* [Excerpted data]:
= Beginning of Section =

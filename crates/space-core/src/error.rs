//! Error taxonomy for the ambient session.
//!
//! None of these are fatal: callers turn them into an inline message, a log
//! line, or a safe default (no background, no sound, empty favorites).

use thiserror::Error;

/// Durable store failures.  `Corrupt` never reaches a page; the store logs it
/// and reports the key as absent.
#[derive(Debug, Error)]
pub enum StoreError {
    #[error("storage io error: {0}")]
    Io(#[from] std::io::Error),
    #[error("storage encode error: {0}")]
    Encode(#[from] serde_json::Error),
    #[error("stored value for `{key}` is corrupt: {reason}")]
    Corrupt { key: String, reason: String },
}

/// Media catalog outcomes the page must tell apart.
#[derive(Debug, Clone, Error, PartialEq)]
pub enum CatalogError {
    /// Valid response with an empty result set.
    #[error("no results")]
    NoResults,
    /// Network or provider error.
    #[error("request failed: {0}")]
    FetchFailed(String),
    #[error("no credential configured for {0}")]
    MissingCredential(&'static str),
}

impl CatalogError {
    pub fn is_no_results(&self) -> bool {
        matches!(self, CatalogError::NoResults)
    }
}

impl From<reqwest::Error> for CatalogError {
    fn from(e: reqwest::Error) -> Self {
        CatalogError::FetchFailed(e.to_string())
    }
}

#[derive(Debug, Clone, Error, PartialEq)]
pub enum PlaybackError {
    /// The environment refused to start audio (no player, IPC error, ...).
    #[error("playback denied: {0}")]
    Denied(String),
    /// The output went away before acknowledging the start.
    #[error("audio output closed")]
    OutputClosed,
}
//! Favorites: the saved images, with the stored background applied.

use ratatui::crossterm::event::{KeyCode, KeyEvent};
use ratatui::{
    layout::{Constraint, Direction, Layout, Rect},
    style::{Modifier, Style},
    text::{Line, Span},
    widgets::Paragraph,
    Frame,
};
use space_core::{AmbientSession, Route};

use crate::action::Action;
use crate::page::Page;
use crate::pages::{image_row, is_press};
use crate::theme::{style_muted, style_playing, C_ACCENT, C_FAVORITE};
use crate::widgets::media_list::MediaList;
use crate::widgets::pane_chrome::{pane_chrome, Badge};

pub struct FavoritesPage {
    list: MediaList,
}

impl FavoritesPage {
    pub fn new(session: &AmbientSession) -> Self {
        let mut list = MediaList::new();
        list.set_items(session.favorites().items().to_vec());
        Self { list }
    }

    /// Reload from the store.  The cursor follows the selected item, or stays
    /// at its row when that item was removed.
    fn refresh(&mut self, session: &AmbientSession) {
        let keep = self.list.selected_item().map(|item| item.id.clone());
        let row = self.list.selected_index();
        self.list.set_items(session.favorites().items().to_vec());
        let target = keep
            .and_then(|id| self.list.items().iter().position(|item| item.id == id))
            .unwrap_or(row);
        self.list.select_down(target);
        self.list.clamp_selection();
    }
}

impl Page for FavoritesPage {
    fn route(&self) -> Route {
        Route::Favorites
    }

    fn handle_key(&mut self, key: KeyEvent, _session: &AmbientSession) -> Vec<Action> {
        if !is_press(&key) {
            return vec![];
        }
        let selected = self.list.selected_item().cloned();
        match key.code {
            KeyCode::Up | KeyCode::Char('k') => {
                self.list.select_up(1);
                vec![]
            }
            KeyCode::Down | KeyCode::Char('j') => {
                self.list.select_down(1);
                vec![]
            }
            KeyCode::Enter => selected
                .map(|item| vec![Action::SelectBackground(item.background_url().to_string())])
                .unwrap_or_default(),
            KeyCode::Char('f') | KeyCode::Char('x') | KeyCode::Delete => selected
                .map(|item| vec![Action::ToggleFavorite(item)])
                .unwrap_or_default(),
            KeyCode::Char('d') => selected
                .map(|item| vec![Action::OpenDetails(item)])
                .unwrap_or_default(),
            _ => vec![],
        }
    }

    fn on_action(&mut self, action: &Action, session: &AmbientSession) -> Vec<Action> {
        if let Action::FavoritesChanged = action {
            self.refresh(session);
        }
        vec![]
    }

    fn draw(&mut self, frame: &mut Frame, area: Rect, session: &AmbientSession) {
        let rows = Layout::default()
            .direction(Direction::Vertical)
            .constraints([Constraint::Length(2), Constraint::Min(3)])
            .split(area);

        frame.render_widget(
            Paragraph::new(Line::from(Span::styled(
                " Your Favorite Spaces",
                Style::default().fg(C_ACCENT).add_modifier(Modifier::BOLD),
            ))),
            rows[0],
        );

        let count = format!("{} ♥", self.list.len());
        let block = pane_chrome(
            "Favorites",
            None,
            true,
            Some(Badge {
                text: &count,
                color: C_FAVORITE,
            }),
        );

        if self.list.is_empty() {
            let inner = block.inner(rows[1]);
            frame.render_widget(block, rows[1]);
            frame.render_widget(
                Paragraph::new(Line::from(Span::styled(" No favorites yet!", style_muted()))),
                inner,
            );
            return;
        }

        let favorites = session.favorites();
        let current = session.backdrop().image_url().map(str::to_string);
        let width = rows[1].width as usize;
        self.list.draw(frame, rows[1], block, true, |item| {
            let mut spans = image_row(item, &favorites, width);
            if current.as_deref() == Some(item.background_url()) {
                spans.push(Span::styled("  ▣ in use", style_playing()));
            }
            spans
        });
    }

    fn keys(&self) -> &'static str {
        " Enter set background  f remove  d details"
    }
}

#[cfg(test)]
mod tests {
    use super::*;
    use crate::pages::testing::{code, image, key, session};

    #[test]
    fn lists_stored_favorites() {
        let mut s = session();
        s.toggle_favorite(&image("1"));
        s.toggle_favorite(&image("2"));
        let page = FavoritesPage::new(&s);
        assert_eq!(page.list.len(), 2);
    }

    #[test]
    fn removing_refreshes_the_list() {
        let mut s = session();
        s.toggle_favorite(&image("1"));
        s.toggle_favorite(&image("2"));
        let mut page = FavoritesPage::new(&s);
        page.handle_key(key('j'), &s);

        let actions = page.handle_key(key('f'), &s);
        let item = match actions.as_slice() {
            [Action::ToggleFavorite(item)] => item.clone(),
            other => panic!("unexpected actions: {:?}", other),
        };
        assert_eq!(item.id, "2");

        s.toggle_favorite(&item);
        page.on_action(&Action::FavoritesChanged, &s);
        assert_eq!(page.list.len(), 1);
        assert_eq!(page.list.selected_item().map(|i| i.id.as_str()), Some("1"));
    }

    #[test]
    fn enter_sets_background() {
        let mut s = session();
        s.toggle_favorite(&image("4"));
        let mut page = FavoritesPage::new(&s);
        let actions = page.handle_key(code(KeyCode::Enter), &s);
        assert!(matches!(
            actions.as_slice(),
            [Action::SelectBackground(url)] if url == "https://img.example/4/large.jpg"
        ));
    }

    #[test]
    fn empty_page_produces_no_actions() {
        let s = session();
        let mut page = FavoritesPage::new(&s);
        assert!(page.list.is_empty());
        assert!(page.handle_key(code(KeyCode::Enter), &s).is_empty());
        assert!(page.handle_key(key('d'), &s).is_empty());
    }
}
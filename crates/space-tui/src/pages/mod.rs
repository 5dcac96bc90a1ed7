//! Routed pages and the helpers they share.

pub mod breath;
pub mod details;
pub mod favorites;
pub mod final_page;
pub mod home;
pub mod sound;

use ratatui::crossterm::event::{KeyCode, KeyEvent, KeyEventKind};
use ratatui::{
    layout::Rect,
    style::{Modifier, Style},
    text::{Line, Span},
    widgets::Paragraph,
    Frame,
};
use space_core::config::SearchConfig;
use space_core::model::FavoriteSet;
use space_core::{AmbientSession, CatalogError, MediaItem, NavigationPayload, Route};

use crate::page::Page;
use crate::theme::{C_ACCENT, C_FAVORITE, C_MUTED, C_NUMBER_HINT, C_PRIMARY, C_SECONDARY};

/// Build the page for a freshly mounted route.
pub fn build(
    route: Route,
    payload: Option<NavigationPayload>,
    session: &AmbientSession,
    search: &SearchConfig,
) -> Box<dyn Page> {
    match route {
        Route::Home => Box::new(home::HomePage::new()),
        Route::Breath => Box::new(breath::BreathPage::new(search)),
        Route::Sound => Box::new(sound::SoundPage::new(search)),
        Route::Favorites => Box::new(favorites::FavoritesPage::new(session)),
        Route::Details => Box::new(details::DetailsPage::new(payload, session)),
        Route::FinalPage => Box::new(final_page::FinalPage::new()),
    }
}

/// Preset search shortcut: a label and the query it runs.
#[derive(Debug, Clone, Copy)]
pub struct Category {
    pub label: &'static str,
    pub query: &'static str,
}

/// Which kind of media a failed search was for; picks the inline wording.
#[derive(Debug, Clone, Copy, PartialEq, Eq)]
pub enum MediaKind {
    Images,
    Sounds,
}

/// Inline message for a failed catalog request.
pub fn catalog_message(kind: MediaKind, err: &CatalogError) -> String {
    match (kind, err) {
        (MediaKind::Images, CatalogError::NoResults) => {
            "No images found for your search term.".to_string()
        }
        (MediaKind::Sounds, CatalogError::NoResults) => {
            "No sounds found for your search term.".to_string()
        }
        (MediaKind::Images, CatalogError::FetchFailed(_)) => {
            "Failed to fetch images. Please try again.".to_string()
        }
        (MediaKind::Sounds, CatalogError::FetchFailed(_)) => {
            "Failed to fetch sounds. Please try again.".to_string()
        }
        (_, CatalogError::MissingCredential(provider)) => format!(
            "No {} credential configured. Add it to the config file or the environment.",
            provider
        ),
    }
}

/// Ignore key releases (Windows reports both edges).
pub fn is_press(key: &KeyEvent) -> bool {
    key.kind != KeyEventKind::Release
}

/// Index of a `1`..`9` key within `len` presets.
pub fn digit_index(key: &KeyEvent, len: usize) -> Option<usize> {
    match key.code {
        KeyCode::Char(c @ '1'..='9') => {
            let idx = c as usize - '1' as usize;
            (idx < len).then_some(idx)
        }
        _ => None,
    }
}

/// One row of numbered category chips; the active one is highlighted.
pub fn draw_categories(
    frame: &mut Frame,
    area: Rect,
    categories: &[Category],
    active: Option<usize>,
) {
    let mut spans = Vec::with_capacity(categories.len() * 2);
    for (idx, category) in categories.iter().enumerate() {
        spans.push(Span::styled(
            format!(" {} ", idx + 1),
            Style::default().fg(C_NUMBER_HINT),
        ));
        let style = if active == Some(idx) {
            Style::default().fg(C_ACCENT).add_modifier(Modifier::BOLD)
        } else {
            Style::default().fg(C_SECONDARY)
        };
        spans.push(Span::styled(category.label, style));
        spans.push(Span::raw("  "));
    }
    frame.render_widget(Paragraph::new(Line::from(spans)), area);
}

/// Spans for an image row: heart, description and id.
pub fn image_row(item: &MediaItem, favorites: &FavoriteSet, width: usize) -> Vec<Span<'static>> {
    let heart = if favorites.contains(&item.id) {
        Span::styled("♥ ", Style::default().fg(C_FAVORITE))
    } else {
        Span::styled("♡ ", Style::default().fg(C_MUTED))
    };
    let alt = if item.alt_text.is_empty() {
        "(untitled)"
    } else {
        item.alt_text.as_str()
    };
    vec![
        heart,
        Span::styled(
            crate::widgets::media_list::truncate(alt, width.saturating_sub(16)),
            Style::default().fg(C_PRIMARY),
        ),
        Span::styled(format!("  #{}", item.id), Style::default().fg(C_MUTED)),
    ]
}
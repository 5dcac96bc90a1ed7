//! Action enum: user intents produced by pages and the results fed back to them.

use space_core::{CatalogError, MediaItem, NavigationPayload, Route};

use crate::widgets::toast::Severity;

/// All actions that flow through the app.
/// Pages produce Actions; the App applies them and forwards them to the page.
#[derive(Debug, Clone)]
pub enum Action {
    // ── Navigation ───────────────────────────────────────────────────────────
    Navigate(Route, Option<NavigationPayload>),
    Back,
    Home,
    Reload,

    // ── Background image ─────────────────────────────────────────────────────
    SelectBackground(String),
    ResetBackground,
    ToggleFavorite(MediaItem),
    /// The favorite set was written; pages showing hearts refresh.
    FavoritesChanged,

    // ── Catalog ──────────────────────────────────────────────────────────────
    SearchImages(String),
    SearchSounds(String),
    /// Fetch similar images, then open the details page.
    OpenDetails(MediaItem),
    ImagesLoaded(Result<Vec<MediaItem>, CatalogError>),
    SoundsLoaded(Result<Vec<MediaItem>, CatalogError>),

    // ── Sound ────────────────────────────────────────────────────────────────
    ToggleSound(String),
    StopSound,

    // ── UI ───────────────────────────────────────────────────────────────────
    Notify(Severity, String),
    ToggleHelp,
    Quit,
}
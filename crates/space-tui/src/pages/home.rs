//! Home: welcome text and the list of exercises.

use ratatui::crossterm::event::{KeyCode, KeyEvent};
use ratatui::{
    layout::{Constraint, Direction, Layout, Rect},
    style::{Modifier, Style},
    text::{Line, Span},
    widgets::{Paragraph, Wrap},
    Frame,
};
use space_core::{AmbientSession, Route};

use crate::action::Action;
use crate::page::Page;
use crate::pages::is_press;
use crate::theme::{style_secondary, style_selected, C_ACCENT, C_MUTED, C_PRIMARY};
use crate::widgets::pane_chrome::pane_chrome;
use crate::widgets::toast::Severity;

struct Exercise {
    title: &'static str,
    blurb: &'static str,
    route: Option<Route>,
}

const EXERCISES: [Exercise; 3] = [
    Exercise {
        title: "A Breath of Fresh Air",
        blurb: "Pick a calming backdrop and a background sound, then breathe along.",
        route: Some(Route::Breath),
    },
    Exercise {
        title: "The Mood Cupid",
        blurb: "Match your mood with something that lifts it.",
        route: None,
    },
    Exercise {
        title: "Did You Mean...?",
        blurb: "Reframe an anxious thought into a kinder one.",
        route: None,
    },
];

const INTRO: &str = "A quiet corner for a few minutes of calm. Choose an exercise \
to begin; your background and favorites are remembered between visits.";

pub struct HomePage {
    selected: usize,
}

impl HomePage {
    pub fn new() -> Self {
        Self { selected: 0 }
    }

    fn open(&self) -> Action {
        let exercise = &EXERCISES[self.selected];
        match exercise.route {
            Some(route) => Action::Navigate(route, None),
            None => Action::Notify(
                Severity::Info,
                format!("\"{}\" is not available here yet.", exercise.title),
            ),
        }
    }
}

impl Page for HomePage {
    fn route(&self) -> Route {
        Route::Home
    }

    fn handle_key(&mut self, key: KeyEvent, _session: &AmbientSession) -> Vec<Action> {
        if !is_press(&key) {
            return vec![];
        }
        match key.code {
            KeyCode::Up | KeyCode::Char('k') => {
                self.selected = self.selected.saturating_sub(1);
                vec![]
            }
            KeyCode::Down | KeyCode::Char('j') => {
                self.selected = (self.selected + 1).min(EXERCISES.len() - 1);
                vec![]
            }
            KeyCode::Enter => vec![self.open()],
            KeyCode::Char('v') => vec![Action::Navigate(Route::Favorites, None)],
            _ => vec![],
        }
    }

    fn draw(&mut self, frame: &mut Frame, area: Rect, _session: &AmbientSession) {
        let rows = Layout::default()
            .direction(Direction::Vertical)
            .constraints([
                Constraint::Length(2),
                Constraint::Length(4),
                Constraint::Min(0),
            ])
            .split(area);

        frame.render_widget(
            Paragraph::new(Line::from(Span::styled(
                " Welcome to Safe Space",
                Style::default().fg(C_ACCENT).add_modifier(Modifier::BOLD),
            ))),
            rows[0],
        );
        frame.render_widget(
            Paragraph::new(format!(" {}", INTRO))
                .style(style_secondary())
                .wrap(Wrap { trim: true }),
            rows[1],
        );

        let block = pane_chrome("Exercises", None, true, None);
        let inner = block.inner(rows[2]);
        frame.render_widget(block, rows[2]);

        let mut lines = Vec::new();
        for (idx, exercise) in EXERCISES.iter().enumerate() {
            let title = Line::from(vec![
                Span::raw(" "),
                Span::styled(
                    exercise.title,
                    Style::default().fg(C_PRIMARY).add_modifier(Modifier::BOLD),
                ),
            ]);
            lines.push(if idx == self.selected {
                title.style(style_selected())
            } else {
                title
            });
            lines.push(Line::from(Span::styled(
                format!("   {}", exercise.blurb),
                Style::default().fg(C_MUTED),
            )));
            lines.push(Line::from(""));
        }
        frame.render_widget(Paragraph::new(lines), inner);
    }

    fn keys(&self) -> &'static str {
        " ↑↓ choose  Enter start  v favorites"
    }
}

#[cfg(test)]
mod tests {
    use super::*;
    use crate::pages::testing::{code, key, session};

    #[test]
    fn first_exercise_opens_breath() {
        let s = session();
        let mut page = HomePage::new();
        let actions = page.handle_key(code(KeyCode::Enter), &s);
        assert!(matches!(
            actions.as_slice(),
            [Action::Navigate(Route::Breath, None)]
        ));
    }

    #[test]
    fn other_exercises_only_notify() {
        let s = session();
        let mut page = HomePage::new();
        page.handle_key(key('j'), &s);
        let actions = page.handle_key(code(KeyCode::Enter), &s);
        match actions.as_slice() {
            [Action::Notify(Severity::Info, msg)] => assert!(msg.contains("The Mood Cupid")),
            other => panic!("unexpected actions: {:?}", other),
        }

        page.handle_key(key('j'), &s);
        page.handle_key(key('j'), &s);
        assert_eq!(page.selected, EXERCISES.len() - 1);
    }
}
mod common;

use common::{photo, FakeOutput};
use space_core::model::{FavoriteState, NavigationPayload, Route};
use space_core::playback::{AmbientPlayback, SilentOutput, SoundToggle};
use space_core::store::{JsonFileStore, KeyValueStore, MemoryStore, SelectionStore, FAVORITES_KEY};
use space_core::{AmbientSession, Backdrop};

fn session_with(store: SelectionStore, output: FakeOutput) -> AmbientSession {
    AmbientSession::new(store, AmbientPlayback::new(output))
}

fn chosen(url: &str) -> Option<NavigationPayload> {
    Some(NavigationPayload::BackgroundChosen {
        updated_background: Some(url.to_string()),
    })
}

#[test]
fn favorite_toggle_twice_restores_membership() {
    let dir = tempfile::tempdir().unwrap();
    let path = dir.path().join("storage.json");
    let mut session = session_with(
        SelectionStore::new(JsonFileStore::open(&path)),
        FakeOutput::new(),
    );

    session.toggle_favorite(&photo("1"));
    let before = session.favorites();

    assert_eq!(session.toggle_favorite(&photo("2")), FavoriteState::Favorited);
    assert_eq!(
        session.toggle_favorite(&photo("2")),
        FavoriteState::NotFavorited
    );
    assert_eq!(session.favorites(), before);

    // Every toggle is already on disk.
    let reopened = SelectionStore::new(JsonFileStore::open(&path));
    assert_eq!(reopened.favorites(), before);
}

#[test]
fn handed_background_beats_durable_one() {
    for route in [Route::Breath, Route::Favorites] {
        let mut store = SelectionStore::new(MemoryStore::new());
        store.set_background("A");
        let mut session = session_with(store, FakeOutput::new());

        session.navigate(route, chosen("B"));
        session.mount();
        assert_eq!(session.backdrop(), &Backdrop::Image("B".into()), "{route}");

        session.reload();
        session.mount();
        // The handed value was written through, so it is now the durable one.
        assert_eq!(session.backdrop(), &Backdrop::Image("B".into()), "{route}");
    }
}

#[test]
fn durable_background_used_without_payload() {
    let mut store = SelectionStore::new(MemoryStore::new());
    store.set_background("A");
    let mut session = session_with(store, FakeOutput::new());
    session.navigate(Route::Breath, None);
    session.mount();
    assert_eq!(session.backdrop().image_url(), Some("A"));
}

#[test]
fn no_selection_anywhere_shows_default_color() {
    let mut session = session_with(SelectionStore::new(MemoryStore::new()), FakeOutput::new());
    session.navigate(Route::Favorites, None);
    session.mount();
    assert_eq!(session.backdrop(), &Backdrop::DefaultColor);
}

#[test]
fn corrupt_favorites_read_as_empty() {
    let dir = tempfile::tempdir().unwrap();
    let path = dir.path().join("storage.json");
    {
        let mut raw = JsonFileStore::open(&path);
        raw.set(FAVORITES_KEY, "definitely not json").unwrap();
    }
    let mut session = session_with(
        SelectionStore::new(JsonFileStore::open(&path)),
        FakeOutput::new(),
    );
    assert!(session.favorites().is_empty());

    // The next toggle starts over from the empty set.
    assert_eq!(session.toggle_favorite(&photo("5")), FavoriteState::Favorited);
    assert_eq!(session.favorites().len(), 1);
}

#[test]
fn unparsable_store_file_reads_as_no_selection() {
    let dir = tempfile::tempdir().unwrap();
    let path = dir.path().join("storage.json");
    std::fs::write(&path, [0xff, 0xfe, 0x00]).unwrap();

    let mut session = session_with(
        SelectionStore::new(JsonFileStore::open(&path)),
        FakeOutput::new(),
    );
    assert_eq!(session.stored_background(), None);
    session.navigate(Route::Breath, None);
    session.mount();
    assert_eq!(session.backdrop(), &Backdrop::DefaultColor);
}

#[tokio::test]
async fn leaving_a_page_stops_its_sound() {
    let output = FakeOutput::new();
    let mut session = session_with(SelectionStore::new(MemoryStore::new()), output.clone());

    session.navigate(Route::Sound, None);
    session.mount();
    let SoundToggle::Started(pending) = session.set_background_sound("https://cdn.example/r.mp3")
    else {
        panic!("expected a start");
    };
    let (ticket, result) = pending.settle().await;
    assert!(session.playback_mut().confirm_start(ticket, result));
    assert!(session.playback().handle().is_some_and(|h| h.playing()));

    // The page never calls stop itself.
    session.back();
    assert!(!session.playback().is_active());
    assert_eq!(output.playing(), None);
}

#[tokio::test]
async fn denied_playback_keeps_the_page_usable() {
    let mut session = AmbientSession::new(
        SelectionStore::new(MemoryStore::new()),
        AmbientPlayback::new(SilentOutput::new("no player")),
    );
    session.navigate(Route::Sound, None);
    session.mount();
    let SoundToggle::Started(pending) = session.set_background_sound("u") else {
        panic!("expected a start");
    };
    let (ticket, result) = pending.settle().await;
    assert!(result.is_err());
    session.playback_mut().confirm_start(ticket, result);
    assert!(!session.playback().is_active());

    session.select_background("B");
    assert_eq!(session.stored_background().as_deref(), Some("B"));
}

#[test]
fn reset_to_default_removes_durable_background() {
    let dir = tempfile::tempdir().unwrap();
    let path = dir.path().join("storage.json");
    let mut session = session_with(
        SelectionStore::new(JsonFileStore::open(&path)),
        FakeOutput::new(),
    );
    session.navigate(Route::Breath, None);
    session.mount();
    session.select_background("A");
    session.reset_background();

    let reopened = SelectionStore::new(JsonFileStore::open(&path));
    assert_eq!(reopened.background(), None);
}
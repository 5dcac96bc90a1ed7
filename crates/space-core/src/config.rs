use serde::{Deserialize, Serialize};
use std::path::PathBuf;

use super::catalog::MAX_RESULTS;
use super::platform;

#[derive(Debug, Clone, Default, Serialize, Deserialize)]
pub struct Config {
    #[serde(default)]
    pub providers: ProvidersConfig,
    #[serde(default)]
    pub storage: StorageConfig,
    #[serde(default)]
    pub playback: PlaybackConfig,
    #[serde(default)]
    pub search: SearchConfig,
}

/// Media provider endpoints and credentials.  Credentials are empty by
/// default; `PEXELS_API_KEY` / `FREESOUND_TOKEN` override the file.
#[derive(Debug, Clone, Serialize, Deserialize)]
pub struct ProvidersConfig {
    #[serde(default)]
    pub pexels_api_key: String,
    #[serde(default)]
    pub freesound_token: String,
    #[serde(default = "default_image_search_url")]
    pub image_search_url: String,
    #[serde(default = "default_sound_search_url")]
    pub sound_search_url: String,
    #[serde(default = "default_sound_detail_url")]
    pub sound_detail_url: String,
}

impl ProvidersConfig {
    pub fn pexels_api_key(&self) -> Option<String> {
        non_blank(&self.pexels_api_key)
    }

    pub fn freesound_token(&self) -> Option<String> {
        non_blank(&self.freesound_token)
    }
}

fn non_blank(value: &str) -> Option<String> {
    let value = value.trim();
    (!value.is_empty()).then(|| value.to_string())
}

#[derive(Debug, Clone, Serialize, Deserialize)]
pub struct StorageConfig {
    /// Durable selection store (background + favorites).
    #[serde(default = "default_storage_file")]
    pub file: PathBuf,
}

#[derive(Debug, Clone, Serialize, Deserialize)]
pub struct PlaybackConfig {
    #[serde(default = "default_volume")]
    pub volume: f32,
}

impl PlaybackConfig {
    /// Volume as mpv expects it (0–100).
    pub fn mpv_volume(&self) -> f64 {
        (self.volume.clamp(0.0, 1.0) as f64 * 100.0).round()
    }
}

#[derive(Debug, Clone, Serialize, Deserialize)]
pub struct SearchConfig {
    #[serde(default = "default_image_query")]
    pub default_image_query: String,
    #[serde(default = "default_sound_query")]
    pub default_sound_query: String,
    #[serde(default = "default_page_size")]
    pub page_size: usize,
}

impl SearchConfig {
    pub fn page_size(&self) -> usize {
        self.page_size.clamp(1, MAX_RESULTS)
    }
}

impl Default for ProvidersConfig {
    fn default() -> Self {
        Self {
            pexels_api_key: String::new(),
            freesound_token: String::new(),
            image_search_url: default_image_search_url(),
            sound_search_url: default_sound_search_url(),
            sound_detail_url: default_sound_detail_url(),
        }
    }
}

impl Default for StorageConfig {
    fn default() -> Self {
        Self {
            file: default_storage_file(),
        }
    }
}

impl Default for PlaybackConfig {
    fn default() -> Self {
        Self {
            volume: default_volume(),
        }
    }
}

impl Default for SearchConfig {
    fn default() -> Self {
        Self {
            default_image_query: default_image_query(),
            default_sound_query: default_sound_query(),
            page_size: default_page_size(),
        }
    }
}

fn default_image_search_url() -> String {
    "https://api.pexels.com/v1/search".to_string()
}

fn default_sound_search_url() -> String {
    "https://freesound.org/apiv2/search/text/".to_string()
}

fn default_sound_detail_url() -> String {
    "https://freesound.org/apiv2/sounds/".to_string()
}

fn default_storage_file() -> PathBuf {
    platform::data_dir().join("storage.json")
}

fn default_volume() -> f32 {
    0.5
}

fn default_image_query() -> String {
    "calm nature".to_string()
}

fn default_sound_query() -> String {
    "ambient sounds".to_string()
}

fn default_page_size() -> usize {
    MAX_RESULTS
}

impl Config {
    pub fn load() -> anyhow::Result<Self> {
        let config_path = Self::config_path();

        let mut config = if !config_path.exists() {
            let config = Self::default();
            config.save()?;
            config
        } else {
            let content = std::fs::read_to_string(&config_path)?;
            toml::from_str(&content)?
        };

        config.apply_overrides(|name| std::env::var(name).ok());
        Ok(config)
    }

    pub fn save(&self) -> anyhow::Result<()> {
        let config_path = Self::config_path();
        if let Some(parent) = config_path.parent() {
            std::fs::create_dir_all(parent)?;
        }
        let content = toml::to_string_pretty(self)?;
        std::fs::write(&config_path, content)?;
        Ok(())
    }

    pub fn config_path() -> PathBuf {
        platform::config_dir().join("config.toml")
    }

    /// Credentials from the environment win over the file.
    pub fn apply_overrides(&mut self, lookup: impl Fn(&str) -> Option<String>) {
        if let Some(key) = lookup("PEXELS_API_KEY").and_then(|v| non_blank(&v)) {
            self.providers.pexels_api_key = key;
        }
        if let Some(token) = lookup("FREESOUND_TOKEN").and_then(|v| non_blank(&v)) {
            self.providers.freesound_token = token;
        }
    }
}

= End of Section =

* [What is required]:
The answer should consist of every line from the listing above that includes the word "push".

* [Solution for this problem]:
                spans.push(Span::styled("  ▣ in use", style_playing()));
        spans.push(Span::styled(
        spans.push(Span::styled(category.label, style));
        spans.push(Span::raw("  "));
            lines.push(if idx == self.selected {
            lines.push(Line::from(Span::styled(
            lines.push(Line::from(""));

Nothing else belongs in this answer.